Findings: We observed that overexpressing microRNA399 (miR399) or knocking out of its target gene ZmPHO2 results in an apparent leaf senescence phenotype after pollination. We further discovered that the transcription factor INDETERMINATE1 (ID1) functions as an autonomous upstream regulator of phosphorus homeostasis by suppressing the transcription of ZmMIR399 genes, thus decreasing the accumulation of mature miR399 and alleviating the cleavage of ZmPHO2 transcripts, ultimately contributing to the maintenance of phosphorus homeostasis in maize. Our work establishes a regulatory connection between phosphorus nutrient homeostasis and vegetative-reproductive development in maize. More importantly, we show that ZmPHO2 underwent strong selection during maize domestication and cultivation. This study provides genetic resources for improving maize phosphorus use efficiency and breeding low phosphorus-tolerant maize varieties by editing the ID1-miR399-ZmPHO2 module.

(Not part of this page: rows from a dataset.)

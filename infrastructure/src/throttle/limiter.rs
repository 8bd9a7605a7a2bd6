//! Sliding-window rate limiter

use std::collections::VecDeque;
use std::sync::{Mutex, MutexGuard, PoisonError};
use std::time::Duration;
use tokio::time::Instant;

/// Default number of admitted requests per window
pub const DEFAULT_CEILING: usize = 30;

/// Default window length
pub const DEFAULT_WINDOW: Duration = Duration::from_millis(60_000);

/// Sliding-window admission control over recent request timestamps
///
/// One instance is shared (via `Arc`) by every client in the process so that
/// all concurrent invocations draw from the same budget. Eviction and
/// recording happen under one lock, so two callers can never both take the
/// last free slot.
#[derive(Debug)]
pub struct RateLimiter {
    ceiling: usize,
    window: Duration,
    admitted: Mutex<VecDeque<Instant>>,
}

impl Default for RateLimiter {
    fn default() -> Self {
        Self::new(DEFAULT_CEILING, DEFAULT_WINDOW)
    }
}

impl RateLimiter {
    pub fn new(ceiling: usize, window: Duration) -> Self {
        Self {
            ceiling,
            window,
            admitted: Mutex::new(VecDeque::new()),
        }
    }

    pub fn ceiling(&self) -> usize {
        self.ceiling
    }

    pub fn window(&self) -> Duration {
        self.window
    }

    /// Try to admit one request now.
    ///
    /// Evicts timestamps that have left the window, then records the current
    /// time and returns `true` if the remaining count is below the ceiling.
    /// A rejected call records nothing.
    pub fn admit(&self) -> bool {
        let now = Instant::now();
        let mut admitted = self.lock();
        Self::evict(&mut admitted, now, self.window);

        if admitted.len() >= self.ceiling {
            return false;
        }
        admitted.push_back(now);
        true
    }

    /// Number of admissions still inside the window
    pub fn in_flight(&self) -> usize {
        let mut admitted = self.lock();
        Self::evict(&mut admitted, Instant::now(), self.window);
        admitted.len()
    }

    fn evict(admitted: &mut VecDeque<Instant>, now: Instant, window: Duration) {
        while let Some(oldest) = admitted.front() {
            if now.duration_since(*oldest) < window {
                break;
            }
            admitted.pop_front();
        }
    }

    // The guarded state is a plain queue; a panic elsewhere cannot leave it
    // half-updated, so a poisoned lock is still usable.
    fn lock(&self) -> MutexGuard<'_, VecDeque<Instant>> {
        self.admitted.lock().unwrap_or_else(PoisonError::into_inner)
    }
}

#[cfg(test)]
mod tests {
    use super::*;
    use std::sync::Arc;

    #[tokio::test(start_paused = true)]
    async fn test_admits_up_to_ceiling_then_rejects() {
        let limiter = RateLimiter::new(3, Duration::from_secs(60));

        for _ in 0..3 {
            assert!(limiter.admit());
        }
        assert!(!limiter.admit());
        assert_eq!(limiter.in_flight(), 3);
    }

    #[tokio::test(start_paused = true)]
    async fn test_rejection_is_not_recorded() {
        let limiter = RateLimiter::new(1, Duration::from_secs(10));
        assert!(limiter.admit());

        for _ in 0..5 {
            assert!(!limiter.admit());
        }
        assert_eq!(limiter.in_flight(), 1);
    }

    #[tokio::test(start_paused = true)]
    async fn test_window_expiry_readmits() {
        let limiter = RateLimiter::new(2, Duration::from_secs(60));
        assert!(limiter.admit());
        tokio::time::advance(Duration::from_secs(30)).await;
        assert!(limiter.admit());
        assert!(!limiter.admit());

        // Oldest entry leaves the window, the newer one stays
        tokio::time::advance(Duration::from_secs(30)).await;
        assert!(limiter.admit());
        assert!(!limiter.admit());
        assert_eq!(limiter.in_flight(), 2);
    }

    #[tokio::test(start_paused = true)]
    async fn test_zero_ceiling_never_admits() {
        let limiter = RateLimiter::new(0, Duration::from_secs(1));
        assert!(!limiter.admit());
        assert_eq!(limiter.in_flight(), 0);
    }

    #[tokio::test(flavor = "multi_thread", worker_threads = 4)]
    async fn test_concurrent_admission_never_exceeds_ceiling() {
        let limiter = Arc::new(RateLimiter::new(25, Duration::from_secs(60)));

        let handles: Vec<_> = (0..100)
            .map(|_| {
                let limiter = Arc::clone(&limiter);
                tokio::spawn(async move { limiter.admit() })
            })
            .collect();

        let mut admitted = 0;
        for handle in handles {
            if handle.await.unwrap() {
                admitted += 1;
            }
        }
        assert_eq!(admitted, 25);
    }

    #[tokio::test(start_paused = true)]
    async fn test_huge_ceiling_is_not_preallocated() {
        let limiter = RateLimiter::new(usize::MAX, Duration::from_secs(60));
        assert!(limiter.admit());
        assert_eq!(limiter.in_flight(), 1);
    }

    #[test]
    fn test_defaults() {
        let limiter = RateLimiter::default();
        assert_eq!(limiter.ceiling(), 30);
        assert_eq!(limiter.window(), Duration::from_millis(60_000));
    }
}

Next steps: We will attempt to generate ID1-modified plants to fine-tune flowering time and phosphorus uptake in maize. The specific functions of each MIR399 family member may also be interrogated by generating genome-edited mutants. As we discovered that Bx genes involved in benzoxazinoid biosynthesis are also affected by miR399, we hope to further explore the mechanism of miR399 functioning as a negative regulator of plant immunity.

Reference:

Xufeng Wang, Dan Yuan, Yanchun Liu, Yameng Liang, Juan He, Xiaoyu Yang, Runlai Hang, Hong Jia, Beixin Mo, Feng Tian, Xuemei Chen, and Lin Liu (2023). INDETERMINATE1 autonomously regulates phosphate homeostasis upstream of the miR399-ZmPHO2 signaling module in maize. Plant Cell. https://doi.org/10.1093/plcell/koad089

 

Chinese Translation

 背景回顾：磷是植物生长发育不可缺少的元素之一。为了应对磷缺乏，植物已经进化出多种复杂的策略来协调磷酸盐的获取、清除和再利用（回收）过程。玉米是一种重要的粮食作物，如今已经在全世界范围内被广泛种植。磷是维持玉米高产所需肥料的主要成分之一，然而磷资源正在迅速减少，并可能在不久的将来枯竭。

科学问题：我们试图了解玉米磷酸盐获取和利用的潜在分子机制，以开发具有高磷酸盐利用效率的品种。

研究发现：通过实验室和大田评估，过表达玉米microRNA399家族或敲除其靶基因 ZmPHO2 会导致玉米在授粉后出现明显的叶片早衰表型。进一步研究发现，转录因子 INDETERMINATE1 (ID1) 作为上游调节因子可以有效抑制 ZmMIR399 基因的转录，从而减少成熟 miR399 的积累并减轻其对靶标基因ZmPHO2的转录切割，最终将有助于玉米体内磷稳态的维持。我们的工作试图在玉米的磷稳态和营养、生殖发育之间建立联系。更重要的是，我们发现 ZmPHO2 在玉米驯化和栽培过程中可能受到了强烈的选择。本研究在玉米中建立了ID1-miR399-ZmPHO2调控模块，为提高玉米磷酸盐利用效率和培育耐低磷玉米品种提供了宝贵的遗传资源。

展望未来：后期，我们将尝试创建不同ID1表达水平的转基因或基因编辑植物来微调玉米的开花时间和磷酸盐吸收效率。每个 miR399 家族成员的具体功能尚不清晰，我们将试图利用 CRISPR-Cas9 技术生成每个 miR399 家族成员对应的突变体来研究其功能。我们发现参与苯并恶嗪（丁布）次生代谢途径生物合成的Bx基因表达也受到miR399表达的影响，希望进一步探索miR399在植物免疫中作为负调节因子发挥作用的机制。